Early Western scholars of Buddhism, beginning with Max Weber, have perceived Buddhism as “other-worldly” and without specific formulations of social ethics. They understood the release from this world as Buddhism’s goal. Yet the Pali scriptures abound in passages where the Buddha deals explicitly with social ethics, and many more cases where the social implications are certainly obvious. (1988: 173)

Indeed, it is not only “[e]arly Western scholars of Buddhism” such as Max Weber who have construed Buddhism as “‘other-worldly’ and without specific formulations of social ethics,” for as Christopher Queen contends in his 1996 anthology:

Today, after eighty years of new research, many specialists are inclined to agree with Weber that, in its essence, primitive Buddhism was not based on service to others, but on the quest for individual enlightenment. (1996: 17)

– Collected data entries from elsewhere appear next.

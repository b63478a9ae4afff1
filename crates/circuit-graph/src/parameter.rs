//! Operator parameters.
//!
//! A parameter is either a bound numeric value or an expression over named
//! symbols. Symbolic parameters are the variational ones: they are treated as
//! trainable unless the circuit overrides its trainable set.

use serde::{Deserialize, Serialize};
use std::collections::BTreeSet;
use std::f64::consts::PI;
use std::fmt;

/// A constant or symbolic parameter expression.
#[derive(Debug, Clone, PartialEq, Serialize, Deserialize)]
#[serde(rename_all = "snake_case")]
pub enum ParameterExpression {
    /// A bound numeric value.
    Constant(f64),
    /// A named variational parameter.
    Symbol(String),
    /// The constant π.
    Pi,
    /// Negation.
    Neg(Box<ParameterExpression>),
    /// Sum of two expressions.
    Add(Box<ParameterExpression>, Box<ParameterExpression>),
    /// Product of two expressions.
    Mul(Box<ParameterExpression>, Box<ParameterExpression>),
}

impl ParameterExpression {
    /// Create a constant parameter.
    pub fn constant(value: f64) -> Self {
        ParameterExpression::Constant(value)
    }

    /// Create a symbolic parameter.
    pub fn symbol(name: impl Into<String>) -> Self {
        ParameterExpression::Symbol(name.into())
    }

    /// Check if this expression depends on any symbol.
    pub fn is_symbolic(&self) -> bool {
        match self {
            ParameterExpression::Symbol(_) => true,
            ParameterExpression::Constant(_) | ParameterExpression::Pi => false,
            ParameterExpression::Neg(e) => e.is_symbolic(),
            ParameterExpression::Add(a, b) | ParameterExpression::Mul(a, b) => {
                a.is_symbolic() || b.is_symbolic()
            }
        }
    }

    /// Evaluate to a number, if no symbols remain.
    pub fn as_f64(&self) -> Option<f64> {
        match self {
            ParameterExpression::Constant(v) => Some(*v),
            ParameterExpression::Symbol(_) => None,
            ParameterExpression::Pi => Some(PI),
            ParameterExpression::Neg(e) => e.as_f64().map(|v| -v),
            ParameterExpression::Add(a, b) => Some(a.as_f64()? + b.as_f64()?),
            ParameterExpression::Mul(a, b) => Some(a.as_f64()? * b.as_f64()?),
        }
    }

    /// Names of all symbols in this expression, sorted.
    pub fn symbols(&self) -> BTreeSet<&str> {
        let mut out = BTreeSet::new();
        let mut stack = vec![self];
        while let Some(expr) = stack.pop() {
            match expr {
                ParameterExpression::Symbol(name) => {
                    out.insert(name.as_str());
                }
                ParameterExpression::Constant(_) | ParameterExpression::Pi => {}
                ParameterExpression::Neg(e) => stack.push(e),
                ParameterExpression::Add(a, b) | ParameterExpression::Mul(a, b) => {
                    stack.push(a);
                    stack.push(b);
                }
            }
        }
        out
    }

    /// Replace a symbol by a value, returning a new expression.
    pub fn bind(&self, name: &str, value: f64) -> Self {
        match self {
            ParameterExpression::Symbol(n) if n == name => ParameterExpression::Constant(value),
            ParameterExpression::Constant(_)
            | ParameterExpression::Pi
            | ParameterExpression::Symbol(_) => self.clone(),
            ParameterExpression::Neg(e) => ParameterExpression::Neg(Box::new(e.bind(name, value))),
            ParameterExpression::Add(a, b) => ParameterExpression::Add(
                Box::new(a.bind(name, value)),
                Box::new(b.bind(name, value)),
            ),
            ParameterExpression::Mul(a, b) => ParameterExpression::Mul(
                Box::new(a.bind(name, value)),
                Box::new(b.bind(name, value)),
            ),
        }
    }
}

impl fmt::Display for ParameterExpression {
    fn fmt(&self, f: &mut fmt::Formatter<'_>) -> fmt::Result {
        match self {
            ParameterExpression::Constant(v) => write!(f, "{v}"),
            ParameterExpression::Symbol(name) => write!(f, "{name}"),
            ParameterExpression::Pi => write!(f, "pi"),
            ParameterExpression::Neg(e) => write!(f, "-({e})"),
            ParameterExpression::Add(a, b) => write!(f, "({a} + {b})"),
            ParameterExpression::Mul(a, b) => write!(f, "({a} * {b})"),
        }
    }
}

impl From<f64> for ParameterExpression {
    fn from(value: f64) -> Self {
        ParameterExpression::Constant(value)
    }
}

impl From<i32> for ParameterExpression {
    fn from(value: i32) -> Self {
        ParameterExpression::Constant(f64::from(value))
    }
}

impl From<&str> for ParameterExpression {
    fn from(name: &str) -> Self {
        ParameterExpression::Symbol(name.to_string())
    }
}

impl std::ops::Add for ParameterExpression {
    type Output = Self;

    fn add(self, rhs: Self) -> Self::Output {
        ParameterExpression::Add(Box::new(self), Box::new(rhs))
    }
}

impl std::ops::Mul for ParameterExpression {
    type Output = Self;

    fn mul(self, rhs: Self) -> Self::Output {
        ParameterExpression::Mul(Box::new(self), Box::new(rhs))
    }
}

impl std::ops::Neg for ParameterExpression {
    type Output = Self;

    fn neg(self) -> Self::Output {
        ParameterExpression::Neg(Box::new(self))
    }
}
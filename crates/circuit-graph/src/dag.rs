//! Wire-dependency DAG over an operation/observable queue.

use petgraph::Direction;
use petgraph::graph::{DiGraph, NodeIndex as PetNodeIndex};
use petgraph::visit::EdgeRef;
use rustc_hash::{FxHashSet, FxHasher};
use serde::Serialize;
use std::collections::BTreeSet;
use std::hash::{Hash, Hasher};
use tracing::{debug, instrument};

use crate::error::{GraphError, GraphResult};
use crate::node::{DependencyEdge, NodeKind, ParInfo, QueueNode};
use crate::operator::{Operator, ReturnType};
use crate::wire::{Wire, WireIndex, Wires};

/// Node index type for the circuit graph.
///
/// Nodes are added in queue order and never removed, so a node's index is
/// always equal to its queue index.
pub type NodeIndex = PetNodeIndex<u32>;

/// Dependency graph of a circuit.
///
/// Nodes are the operations followed by the observables, in queue order.
/// An edge `j -> i` exists iff node `j` is the last node before `i` that
/// touched one of the wires `i` acts on. Edges always point forward in the
/// queue, so the graph is acyclic by construction.
///
/// The edge set is computed once. [`update_node`](Self::update_node) swaps a
/// node payload in place and leaves edges untouched.
#[derive(Debug, Clone)]
pub struct CircuitGraph<O> {
    /// The underlying graph.
    graph: DiGraph<QueueNode<O>, DependencyEdge, u32>,
    /// Number of operation nodes; observables follow them.
    num_operations: usize,
    /// Wire label to position mapping.
    wire_index: WireIndex,
    /// Per wire position, the queue indices touching it in queue order.
    wire_grid: Vec<Vec<usize>>,
    /// Flattened parameter table.
    par_info: Vec<ParInfo>,
    /// Flattened indices of the trainable parameters.
    trainable_params: BTreeSet<usize>,
    /// Whether the trainable set was set explicitly rather than derived from
    /// the operators.
    trainable_override: bool,
}
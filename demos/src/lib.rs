//! Circuit Graph Demo Suite
//!
//! Reference circuits and terminal helpers used by the `demo-layers` binary:
//!
//! - **Chained dependency**: seven gates and two observables on three wires
//! - **CV variational**: rotations and a beamsplitter on mixed wire labels,
//!   with bound parameters interleaved between symbolic ones
//! - **Two-local ansatz**: RY rotation layers separated by CNOT ladders

pub mod circuits;

use circuit_graph::{CircuitGraph, GraphResult, Operation};
use console::style;
use tracing::debug;

/// Print a demo header.
pub fn print_header(title: &str) {
    println!();
    println!("{}", style("═".repeat(60)).cyan());
    println!("{}", style(format!("  {title}")).cyan().bold());
    println!("{}", style("═".repeat(60)).cyan());
    println!();
}

/// Print a demo section.
pub fn print_section(title: &str) {
    println!();
    println!("{}", style(format!("▶ {title}")).green().bold());
    println!("{}", style("─".repeat(40)).dim());
}

/// Print a result line.
pub fn print_result(label: &str, value: impl std::fmt::Display) {
    println!("  {} {}", style(format!("{label}:")).dim(), value);
}

/// Format a list of queue indices as `[0, 3, 5]`.
pub fn format_indices(indices: &[usize]) -> String {
    let items: Vec<String> = indices.iter().map(ToString::to_string).collect();
    format!("[{}]", items.join(", "))
}

/// Bind `name` to `value` in every node that uses it.
///
/// Returns the number of nodes rebound. Bound parameters leave the default
/// trainable set.
pub fn bind_symbol(
    graph: &mut CircuitGraph<Operation>,
    name: &str,
    value: f64,
) -> GraphResult<usize> {
    let targets: Vec<(usize, Operation)> = (0..graph.num_nodes())
        .filter_map(|idx| graph.get(idx).map(|op| (idx, op)))
        .filter(|(_, op)| op.symbols().contains(name))
        .map(|(idx, op)| (idx, op.bind(name, value)))
        .collect();
    for (idx, op) in &targets {
        graph.update_node(*idx, op.clone())?;
    }
    debug!(symbol = name, value, nodes = targets.len(), "Bound symbol");
    Ok(targets.len())
}

/// Parse a `NAME=VALUE` binding.
pub fn parse_binding(s: &str) -> Result<(String, f64), String> {
    let (name, value) = s
        .split_once('=')
        .ok_or_else(|| format!("expected NAME=VALUE, got '{s}'"))?;
    let value = value
        .trim()
        .parse::<f64>()
        .map_err(|e| format!("invalid value for '{name}': {e}"))?;
    Ok((name.trim().to_string(), value))
}
use crate::card::{Card, Deck};
use crate::error::GameError;
use crate::eval::HandEvalResult;
use serde::{Deserialize, Serialize};
use uuid::Uuid;

pub type GameId = Uuid;
pub type PlayerId = Uuid;

/// 单挑牌桌固定两个座位
pub const SEATS: usize = 2;

/// 起始筹码上限：两人筹码之和必须放得进 `u32`，奖池和赢家筹码才不会溢出
pub const MAX_STARTING_STACK: u32 = u32::MAX / SEATS as u32;

/// 牌桌规则：起始筹码和盲注
#[derive(Debug, Clone, Copy, PartialEq, Eq, Serialize, Deserialize)]
#[serde(rename_all = "camelCase")]
pub struct TableRules {
    pub starting_stack: u32,
    pub small_blind: u32,
    pub big_blind: u32,
}

impl Default for TableRules {
    fn default() -> Self {
        TableRules { starting_stack: 1000, small_blind: 10, big_blind: 20 }
    }
}

impl TableRules {
    pub fn with_starting_stack(starting_stack: u32) -> Self {
        TableRules { starting_stack, ..Self::default() }
    }

    /// 检查规则是否合法
    ///
    /// 桌上的筹码总量是 `SEATS * starting_stack`，之后所有的加减都不会超过它。
    pub fn validate(&self) -> Result<(), GameError> {
        if self.starting_stack == 0 || self.starting_stack > MAX_STARTING_STACK {
            return Err(GameError::InvalidRules(format!(
                "起始筹码必须在 1 到 {MAX_STARTING_STACK} 之间，收到 {}",
                self.starting_stack
            )));
        }
        if self.small_blind == 0 || self.big_blind < self.small_blind {
            return Err(GameError::InvalidRules(format!(
                "盲注 {}/{} 无效：小盲必须大于 0 且不超过大盲",
                self.small_blind, self.big_blind
            )));
        }
        Ok(())
    }
}

/// 服务端持有的完整游戏状态
///
/// 这是权威状态，也是持久化的格式（包含未发出的牌堆）。
/// 发给客户端的一律是 [`GameSnapshot`]。
#[derive(Debug, Clone, PartialEq, Eq, Serialize, Deserialize)]
#[serde(rename_all = "camelCase")]
pub struct GameState {
    pub game_id: GameId,
    pub players: [Player; SEATS],
    // 尚未发出的牌
    pub deck: Deck,
    pub community_cards: Vec<Card>,
    pub pot: u32,  // 总奖池金额
    pub current_bet: u32, // 当前街的最高下注额
    pub dealer_index: usize,
    pub active_player_index: Option<usize>, // 当前应该行动的玩家座位
    pub phase: GamePhase,
    pub hand_number: u64,
    pub winner: Option<usize>,
    pub winner_reason: Option<WinnerReason>,
    // 摊牌结果，只有以摊牌结束的牌局才有
    #[serde(default)]
    pub showdown: Vec<ShowdownResult>,
    pub rules: TableRules,
}

#[derive(Debug, Clone, PartialEq, Eq, Serialize, Deserialize)]
#[serde(rename_all = "camelCase")]
pub struct Player {
    pub id: PlayerId,
    pub name: String,
    pub chips: u32,  // 剩余筹码
    pub hole_cards: Vec<Card>,
    pub current_bet: u32, // 本街已下注
    pub folded: bool,
    pub all_in: bool,
    // 本街是否已经主动行动过（盲注不算）
    pub has_acted: bool,
    // 本局累计投入底池的筹码
    pub contributed: u32,
}

#[derive(Debug, Clone, Copy, Serialize, Deserialize, PartialEq, Eq, Hash)]
#[serde(rename_all = "lowercase")]
pub enum GamePhase {
    Waiting,
    Preflop,
    Flop,
    Turn,
    River,
    Complete, // 一局结束，结算完成
}

#[derive(Debug, Clone, Copy, Serialize, Deserialize, PartialEq, Eq)]
#[serde(rename_all = "lowercase")]
pub enum WinnerReason {
    Fold,
    Showdown,
}

/// 玩家动作，在边界处由请求解析成这个封闭枚举
#[derive(Debug, Clone, Copy, Serialize, Deserialize, PartialEq, Eq)]
#[serde(tag = "action", content = "amount", rename_all = "lowercase")]
pub enum PlayerAction {
    Fold,      // 弃牌
    Call,      // 跟注，无需跟注时即过牌
    Raise(u32), // 加注，金额为加注后本街的总下注额
}

/// 摊牌时单个玩家的结果
#[derive(Debug, Clone, PartialEq, Eq, Serialize, Deserialize)]
#[serde(rename_all = "camelCase")]
pub struct ShowdownResult {
    pub player_index: usize,
    pub hand: HandEvalResult,
    /// 该玩家赢得的筹码数量
    pub winnings: u32,
}

// --- 发给客户端的快照 ---

#[derive(Debug, Clone, PartialEq, Eq, Serialize, Deserialize)]
#[serde(rename_all = "camelCase")]
pub struct GameSnapshot {
    pub game_id: GameId,
    pub hand_number: u64,
    pub phase: GamePhase,
    pub pot: u32,
    pub current_bet: u32,
    pub dealer_index: usize,
    pub active_player_index: Option<usize>,
    pub community_cards: Vec<Card>,
    pub players: Vec<PlayerView>,
    #[serde(skip_serializing_if = "Option::is_none", default)]
    pub winner: Option<usize>,
    #[serde(skip_serializing_if = "Option::is_none", default)]
    pub winner_reason: Option<WinnerReason>,
    #[serde(skip_serializing_if = "Vec::is_empty", default)]
    pub showdown: Vec<ShowdownResult>,
}

#[derive(Debug, Clone, PartialEq, Eq, Serialize, Deserialize)]
#[serde(rename_all = "camelCase")]
pub struct PlayerView {
    pub id: PlayerId,
    pub name: String,
    pub chips: u32,
    pub current_bet: u32,
    pub folded: bool,
    pub all_in: bool,
    pub hole_cards: Vec<Card>,
}

// --- Player 的实现方法 ---

impl Player {
    pub fn new(name: impl Into<String>, chips: u32) -> Self {
        Player {
            id: Uuid::new_v4(),
            name: name.into(),
            chips,
            hole_cards: vec![],
            current_bet: 0,
            folded: false,
            all_in: false,
            has_acted: false,
            contributed: 0,
        }
    }

    /// 还在牌局中并且还能做决定
    pub fn can_act(&self) -> bool {
        !self.folded && !self.all_in
    }

    /// 把 `amount` 筹码从玩家面前移到底池，返回实际移动的数量
    pub(crate) fn commit(&mut self, amount: u32) -> u32 {
        let amount = amount.min(self.chips);
        self.chips -= amount;
        self.current_bet += amount;
        self.contributed += amount;
        if self.chips == 0 {
            self.all_in = true;
        }
        amount
    }

    fn view(&self, reveal: bool) -> PlayerView {
        PlayerView {
            id: self.id,
            name: self.name.clone(),
            chips: self.chips,
            current_bet: self.current_bet,
            folded: self.folded,
            all_in: self.all_in,
            hole_cards: if reveal { self.hole_cards.clone() } else { vec![] },
        }
    }
}

// --- GameState 的实现方法 ---

impl GameState {
    pub fn new(game_id: GameId, names: [&str; SEATS], rules: TableRules) -> Self {
        GameState {
            game_id,
            players: names.map(|name| Player::new(name, rules.starting_stack)),
            deck: Deck::default(),
            community_cards: vec![],
            pot: 0,
            current_bet: 0,
            dealer_index: 0,
            active_player_index: None,
            phase: GamePhase::Waiting,
            hand_number: 0,
            winner: None,
            winner_reason: None,
            showdown: vec![],
            rules,
        }
    }

    pub fn player_index(&self, player_id: PlayerId) -> Option<usize> {
        self.players.iter().position(|p| p.id == player_id)
    }

    /// 获取当前行动的玩家ID (如果存在)
    pub fn current_player_id(&self) -> Option<PlayerId> {
        self.active_player_index.map(|idx| self.players[idx].id)
    }

    pub fn is_hand_in_progress(&self) -> bool {
        !matches!(self.phase, GamePhase::Waiting | GamePhase::Complete)
    }

    /// 牌堆、公共牌、底牌的总数。发过牌之后恒为 52。
    pub fn cards_accounted(&self) -> usize {
        self.deck.len()
            + self.community_cards.len()
            + self.players.iter().map(|p| p.hole_cards.len()).sum::<usize>()
    }

    /// 底池加上所有玩家筹码，恒等于起始筹码之和
    pub fn chips_in_play(&self) -> u32 {
        self.pot + self.players.iter().map(|p| p.chips).sum::<u32>()
    }

    /// 所有订阅者看到的同一份快照：以摊牌结束时才公开底牌
    pub fn public_snapshot(&self) -> GameSnapshot {
        self.snapshot(|_| false)
    }

    /// 某个玩家视角的快照：额外包含他自己的底牌
    pub fn snapshot_for(&self, viewer: PlayerId) -> GameSnapshot {
        self.snapshot(|player| player.id == viewer)
    }

    fn snapshot(&self, is_viewer: impl Fn(&Player) -> bool) -> GameSnapshot {
        let revealed = self.winner_reason == Some(WinnerReason::Showdown);
        GameSnapshot {
            game_id: self.game_id,
            hand_number: self.hand_number,
            phase: self.phase,
            pot: self.pot,
            current_bet: self.current_bet,
            dealer_index: self.dealer_index,
            active_player_index: self.active_player_index,
            community_cards: self.community_cards.clone(),
            players: self
                .players
                .iter()
                .map(|p| p.view(is_viewer(p) || (revealed && !p.folded)))
                .collect(),
            winner: self.winner,
            winner_reason: self.winner_reason,
            showdown: self.showdown.clone(),
        }
    }
}

#[cfg(test)]
mod tests {
    use super::*;

    #[test]
    fn test_new_game_is_waiting() {
        let state = GameState::new(Uuid::new_v4(), ["alice", "bob"], TableRules::default());
        assert_eq!(state.phase, GamePhase::Waiting);
        assert_eq!(state.players[0].chips, 1000);
        assert_eq!(state.players[1].name, "bob");
        assert_ne!(state.players[0].id, state.players[1].id);
        assert_eq!(state.cards_accounted(), 0);
        assert_eq!(state.chips_in_play(), 2000);
        assert_eq!(state.current_player_id(), None);
    }

    #[test]
    fn test_snapshot_hides_deck_and_foreign_cards() {
        let mut state = GameState::new(Uuid::new_v4(), ["alice", "bob"], TableRules::default());
        let (hands, rest) = Deck::new().draw(4).unwrap();
        state.players[0].hole_cards = hands[..2].to_vec();
        state.players[1].hole_cards = hands[2..].to_vec();
        state.deck = rest;
        state.phase = GamePhase::Preflop;

        let public = state.public_snapshot();
        assert!(public.players.iter().all(|p| p.hole_cards.is_empty()));

        let alice = state.snapshot_for(state.players[0].id);
        assert_eq!(alice.players[0].hole_cards.len(), 2);
        assert!(alice.players[1].hole_cards.is_empty());

        let json = serde_json::to_value(&public).unwrap();
        assert!(json.get("deck").is_none());
        assert!(json.get("winner").is_none());
        assert_eq!(json["phase"], "preflop");
        assert_eq!(json["players"][0]["allIn"], false);
    }

    #[test]
    fn test_action_wire_shape() {
        let raise = serde_json::to_value(PlayerAction::Raise(60)).unwrap();
        assert_eq!(raise, serde_json::json!({ "action": "raise", "amount": 60 }));
        let fold: PlayerAction = serde_json::from_value(serde_json::json!({ "action": "fold" })).unwrap();
        assert_eq!(fold, PlayerAction::Fold);
    }
}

In a footnote to this claim, Queen cites “Weber, Kitagawa, Bardwell Smith, and others” as being among these “many specialists” supposedly in this (modernist) Weberian lineage who share a “negative assessment of Buddhism’s contribution to social and political thought.” However (ironically), in a 1999 review of Queen’s 1996 book, Bardwell Smith himself objects to “[Queen’s] contention that scholarly discussions of Buddhism have typically characterized this tradition as one of ‘personal liberation’ to the subordination, if not the neglect, of any social message,” and he particularly objects to being associated with any such (modernist) scholars:

As is accurately indicated in the other essays (including Queen’s own chapter on Ambedkar), these two thrusts [personal and social] in Buddhist teachings and practice were never intended to be separated, however much they may be distinguished. Ironically, though I am cited as among those who provide this negative assessment, I agree fully with what Queen and the others are saying about the connection between personal and social liberation. … If some interpreters of Buddhism, as cited by Queen, separate these goals, this has never been my position. (1999: 501)

From this we can see that the “disengaged” label is not only misapplied (according to traditionists) to traditional Buddhism by certain (namely modernist) Western Buddhologists, but that it can also be misapplied to other Western Buddhologists themselves! (We can likewise watch out for misapplications of the modernist “engaged” label.)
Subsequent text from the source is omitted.